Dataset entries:
Segment Open

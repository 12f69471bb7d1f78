//! Table captions from adjacent `Table:` paragraphs.
//!
//! A top-level paragraph starting with `Table:`, `table:` or `:` that sits
//! directly before or after a table becomes that table's `<caption>`:
//!
//! ```text
//! | a | b |
//! |---|---|
//! | 1 | 2 |
//!
//! Table: Results {#tbl:results .wide}
//! ```
//!
//! When the pipeline has the attribute list capability, a trailing `{...}`
//! on the caption is assigned to the table itself.

use std::cell::OnceCell;

use mdx_renderer::{Capability, Element, Node, Registry, TreeProcessor, assign_attrs};

/// Paragraph prefixes marking a caption.
const CAPTION_MARKERS: &[&str] = &["Table:", "table:", ":"];

/// Scanner state: the previous top-level node, if it can still pair up.
#[derive(Clone, Copy, Debug)]
enum Previous {
    None,
    Caption(usize),
    Table(usize),
}

/// Caption text and attribute list split from a caption paragraph.
#[derive(Debug, Default, PartialEq, Eq)]
struct CaptionCandidate {
    content: Vec<Node>,
    attrs: Option<String>,
}

impl CaptionCandidate {
    /// Split a caption paragraph's children into caption content and attributes.
    fn from_paragraph(mut content: Vec<Node>, use_attr_list: bool) -> Self {
        if let Some(Node::Text(first)) = content.first_mut() {
            let stripped = first
                .split_once(':')
                .map_or("", |(_, rest)| rest)
                .trim_start()
                .to_owned();
            *first = stripped;
        }

        let mut attrs = None;
        if let Some(Node::Text(last)) = content.last_mut() {
            let trimmed_len = last.trim_end().len();
            last.truncate(trimmed_len);
            if use_attr_list
                && last.ends_with('}')
                && let Some(open) = last.rfind('{')
            {
                attrs = Some(last[open + 1..last.len() - 1].to_owned());
                last.truncate(open);
                let trimmed_len = last.trim_end().len();
                last.truncate(trimmed_len);
            }
        }

        content.retain(|node| !matches!(node, Node::Text(text) if text.is_empty()));
        Self { content, attrs }
    }

    /// Insert the caption into `table` and apply attributes.
    fn attach(self, table: &mut Element) {
        if !self.content.is_empty() {
            let mut caption = Element::new("caption");
            caption.children = self.content;
            table.insert(0, caption);
        }
        if let Some(attrs) = self.attrs.filter(|a| !a.trim().is_empty()) {
            assign_attrs(table, &attrs);
        }
    }
}

/// Tree processor attaching caption paragraphs to adjacent tables.
///
/// Only direct children of the root are considered. A table that already
/// has a caption is treated like any other block, so running the processor
/// twice changes nothing.
///
/// # Example
///
/// ```
/// use mdx_extensions::TableCaptionProcessor;
/// use mdx_renderer::Markdown;
///
/// let mut md = Markdown::new().with_tree_processor(TableCaptionProcessor::new());
/// let html = md.convert("Table: Totals\n\n| a |\n|---|\n| 1 |");
/// assert!(html.starts_with("<table><caption>Totals</caption><thead>"));
/// ```
#[derive(Debug, Default)]
pub struct TableCaptionProcessor {
    /// Whether attribute lists are honored, read from the registry on first run.
    attr_list: OnceCell<bool>,
}

impl TableCaptionProcessor {
    /// Create a processor. Capabilities are read on the first run.
    #[must_use]
    pub fn new() -> Self {
        Self::default()
    }

    /// Pairs of `(table index, caption index)` among `root`'s children.
    fn find_pairs(root: &Element) -> Vec<(usize, usize)> {
        let mut pairs = Vec::new();
        let mut previous = Previous::None;

        for (index, node) in root.children.iter().enumerate() {
            previous = if is_caption(node) {
                if let Previous::Table(table) = previous {
                    pairs.push((table, index));
                    Previous::None
                } else {
                    Previous::Caption(index)
                }
            } else if is_uncaptioned_table(node) {
                if let Previous::Caption(caption) = previous {
                    pairs.push((index, caption));
                    Previous::None
                } else {
                    Previous::Table(index)
                }
            } else {
                Previous::None
            };
        }

        pairs
    }
}

impl TreeProcessor for TableCaptionProcessor {
    fn name(&self) -> &'static str {
        "table_captions"
    }

    fn run(&mut self, root: &mut Element, registry: &Registry) {
        let use_attr_list = *self
            .attr_list
            .get_or_init(|| registry.has(Capability::AttrList));

        let pairs = Self::find_pairs(root);
        if pairs.is_empty() {
            return;
        }

        for &(table_index, caption_index) in &pairs {
            let content = root.children[caption_index]
                .as_element_mut()
                .map(|p| std::mem::take(&mut p.children))
                .unwrap_or_default();
            let candidate = CaptionCandidate::from_paragraph(content, use_attr_list);
            if let Some(table) = root.children[table_index].as_element_mut() {
                tracing::debug!(
                    table = table_index,
                    has_attrs = candidate.attrs.is_some(),
                    "Attached table caption"
                );
                candidate.attach(table);
            }
        }

        let mut removed: Vec<usize> = pairs.iter().map(|&(_, caption)| caption).collect();
        removed.sort_unstable();
        let children = std::mem::take(&mut root.children);
        root.children = children
            .into_iter()
            .enumerate()
            .filter(|(index, _)| removed.binary_search(index).is_err())
            .map(|(_, node)| node)
            .collect();
    }
}

fn is_caption(node: &Node) -> bool {
    node.as_element()
        .filter(|el| el.tag == "p")
        .and_then(Element::leading_text)
        .map(str::trim_start)
        .is_some_and(|text| CAPTION_MARKERS.iter().any(|m| text.starts_with(m)))
}

fn is_uncaptioned_table(node: &Node) -> bool {
    node.as_element()
        .is_some_and(|el| el.tag == "table" && !el.has_child("caption"))
}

Segment Closed

What is required ▸
In the answer, every line above should be retyped exactly.

Problem solution ▸
repository 12f69471bb7d1f78
//! Table captions from adjacent `Table:` paragraphs.
//!
//! A top-level paragraph starting with `Table:`, `table:` or `:` that sits
//! directly before or after a table becomes that table's `<caption>`:
//!
//! ```text
//! | a | b |
//! |---|---|
//! | 1 | 2 |
//!
//! Table: Results {#tbl:results .wide}
//! ```
//!
//! When the pipeline has the attribute list capability, a trailing `{...}`
//! on the caption is assigned to the table itself.

use std::cell::OnceCell;

use mdx_renderer::{Capability, Element, Node, Registry, TreeProcessor, assign_attrs};

/// Paragraph prefixes marking a caption.
const CAPTION_MARKERS: &[&str] = &["Table:", "table:", ":"];

/// Scanner state: the previous top-level node, if it can still pair up.
#[derive(Clone, Copy, Debug)]
enum Previous {
    None,
    Caption(usize),
    Table(usize),
}

/// Caption text and attribute list split from a caption paragraph.
#[derive(Debug, Default, PartialEq, Eq)]
struct CaptionCandidate {
    content: Vec<Node>,
    attrs: Option<String>,
}

impl CaptionCandidate {
    /// Split a caption paragraph's children into caption content and attributes.
    fn from_paragraph(mut content: Vec<Node>, use_attr_list: bool) -> Self {
        if let Some(Node::Text(first)) = content.first_mut() {
            let stripped = first
                .split_once(':')
                .map_or("", |(_, rest)| rest)
                .trim_start()
                .to_owned();
            *first = stripped;
        }

        let mut attrs = None;
        if let Some(Node::Text(last)) = content.last_mut() {
            let trimmed_len = last.trim_end().len();
            last.truncate(trimmed_len);
            if use_attr_list
                && last.ends_with('}')
                && let Some(open) = last.rfind('{')
            {
                attrs = Some(last[open + 1..last.len() - 1].to_owned());
                last.truncate(open);
                let trimmed_len = last.trim_end().len();
                last.truncate(trimmed_len);
            }
        }

        content.retain(|node| !matches!(node, Node::Text(text) if text.is_empty()));
        Self { content, attrs }
    }

    /// Insert the caption into `table` and apply attributes.
    fn attach(self, table: &mut Element) {
        if !self.content.is_empty() {
            let mut caption = Element::new("caption");
            caption.children = self.content;
            table.insert(0, caption);
        }
        if let Some(attrs) = self.attrs.filter(|a| !a.trim().is_empty()) {
            assign_attrs(table, &attrs);
        }
    }
}

/// Tree processor attaching caption paragraphs to adjacent tables.
///
/// Only direct children of the root are considered. A table that already
/// has a caption is treated like any other block, so running the processor
/// twice changes nothing.
///
/// # Example
///
/// ```
/// use mdx_extensions::TableCaptionProcessor;
/// use mdx_renderer::Markdown;
///
/// let mut md = Markdown::new().with_tree_processor(TableCaptionProcessor::new());
/// let html = md.convert("Table: Totals\n\n| a |\n|---|\n| 1 |");
/// assert!(html.starts_with("<table><caption>Totals</caption><thead>"));
/// ```
#[derive(Debug, Default)]
pub struct TableCaptionProcessor {
    /// Whether attribute lists are honored, read from the registry on first run.
    attr_list: OnceCell<bool>,
}

impl TableCaptionProcessor {
    /// Create a processor. Capabilities are read on the first run.
    #[must_use]
    pub fn new() -> Self {
        Self::default()
    }

    /// Pairs of `(table index, caption index)` among `root`'s children.
    fn find_pairs(root: &Element) -> Vec<(usize, usize)> {
        let mut pairs = Vec::new();
        let mut previous = Previous::None;

        for (index, node) in root.children.iter().enumerate() {
            previous = if is_caption(node) {
                if let Previous::Table(table) = previous {
                    pairs.push((table, index));
                    Previous::None
                } else {
                    Previous::Caption(index)
                }
            } else if is_uncaptioned_table(node) {
                if let Previous::Caption(caption) = previous {
                    pairs.push((index, caption));
                    Previous::None
                } else {
                    Previous::Table(index)
                }
            } else {
                Previous::None
            };
        }

        pairs
    }
}

impl TreeProcessor for TableCaptionProcessor {
    fn name(&self) -> &'static str {
        "table_captions"
    }

    fn run(&mut self, root: &mut Element, registry: &Registry) {
        let use_attr_list = *self
            .attr_list
            .get_or_init(|| registry.has(Capability::AttrList));

        let pairs = Self::find_pairs(root);
        if pairs.is_empty() {
            return;
        }

        for &(table_index, caption_index) in &pairs {
            let content = root.children[caption_index]
                .as_element_mut()
                .map(|p| std::mem::take(&mut p.children))
                .unwrap_or_default();
            let candidate = CaptionCandidate::from_paragraph(content, use_attr_list);
            if let Some(table) = root.children[table_index].as_element_mut() {
                tracing::debug!(
                    table = table_index,
                    has_attrs = candidate.attrs.is_some(),
                    "Attached table caption"
                );
                candidate.attach(table);
            }
        }

        let mut removed: Vec<usize> = pairs.iter().map(|&(_, caption)| caption).collect();
        removed.sort_unstable();
        let children = std::mem::take(&mut root.children);
        root.children = children
            .into_iter()
            .enumerate()
            .filter(|(index, _)| removed.binary_search(index).is_err())
            .map(|(_, node)| node)
            .collect();
    }
}

fn is_caption(node: &Node) -> bool {
    node.as_element()
        .filter(|el| el.tag == "p")
        .and_then(Element::leading_text)
        .map(str::trim_start)
        .is_some_and(|text| CAPTION_MARKERS.iter().any(|m| text.starts_with(m)))
}

fn is_uncaptioned_table(node: &Node) -> bool {
    node.as_element()
        .is_some_and(|el| el.tag == "table" && !el.has_child("caption"))
}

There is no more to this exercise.